Tabelle 1 zeigt die erwarteten Zellerträge und lebensfähigkeit von erwachsenen Mausohren (Abbildung 1) und neonataler Haut unter nichtpathologischen Bedingungen. Die Tabelle zeigt auch repräsentative Daten von Tieren mit gemischtem C57/126-Hintergrund. Es wird erwartet, dass die Haut anderer Stämme zu ähnlichen Zellerträgen und Viabilitäten führen würde.
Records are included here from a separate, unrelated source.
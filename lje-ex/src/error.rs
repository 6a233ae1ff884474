//! Error types for lje-ex
//!
//! Every handler error becomes a JSON body `{"error": {"code", "message"}}`.

use axum::{
    http::StatusCode,
    response::{IntoResponse, Response},
    Json,
};
use lje_common::report::LabelError;
use serde_json::json;
use thiserror::Error;

/// API error type
#[derive(Debug, Error)]
pub enum ApiError {
    /// Resource not found (404)
    #[error("Resource not found: {0}")]
    NotFound(String),

    /// Invalid request (400)
    #[error("Invalid request: {0}")]
    BadRequest(String),

    /// Request understood but cannot be fulfilled for this view (422)
    #[error("Unprocessable: {0}")]
    Unprocessable(String),

    /// Internal server error (500)
    #[error("Internal server error: {0}")]
    Internal(String),

    /// lje-common error
    #[error("Common error: {0}")]
    Common(#[from] lje_common::Error),
}

impl From<LabelError> for ApiError {
    fn from(err: LabelError) -> Self {
        ApiError::Unprocessable(err.to_string())
    }
}

impl IntoResponse for ApiError {
    fn into_response(self) -> Response {
        use lje_common::Error as CommonError;

        let (status, error_code, message) = match self {
            ApiError::NotFound(msg) => (StatusCode::NOT_FOUND, "NOT_FOUND", msg),
            ApiError::BadRequest(msg) => (StatusCode::BAD_REQUEST, "BAD_REQUEST", msg),
            ApiError::Unprocessable(msg) => (StatusCode::UNPROCESSABLE_ENTITY, "UNPROCESSABLE", msg),
            ApiError::Internal(msg) => (StatusCode::INTERNAL_SERVER_ERROR, "INTERNAL_ERROR", msg),
            ApiError::Common(err) => match err {
                CommonError::NotFound(_) => (StatusCode::NOT_FOUND, "NOT_FOUND", err.to_string()),
                CommonError::InvalidInput(_) => (StatusCode::BAD_REQUEST, "BAD_REQUEST", err.to_string()),
                _ => (StatusCode::INTERNAL_SERVER_ERROR, "COMMON_ERROR", err.to_string()),
            },
        };

        if status.is_server_error() {
            tracing::error!(code = error_code, "{}", message);
        }

        let body = Json(json!({
            "error": {
                "code": error_code,
                "message": message,
            }
        }));

        (status, body).into_response()
    }
}

/// Result type for API handlers
pub type ApiResult<T> = Result<T, ApiError>;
Die ungefähre Ausbeute hängt von der Oberfläche der Haut ab und zeigt an, dass neonatale Haut eine bessere Wahl für Experimente wäre, die eine größere Anzahl von Zellen erfordern (Tabelle 1). Geringe Erträge oder geringere Lebensfähigkeit (<50%) Probleme mit der Verdauung oder experimentelle Bedingungen, die die Hautintegrität reduzieren oder den Zelltod induzieren. Culturing Zellen mit geeigneten Medien und Ergänzungen kann helfen, die Qualität der KC-Präparate17zu beurteilen.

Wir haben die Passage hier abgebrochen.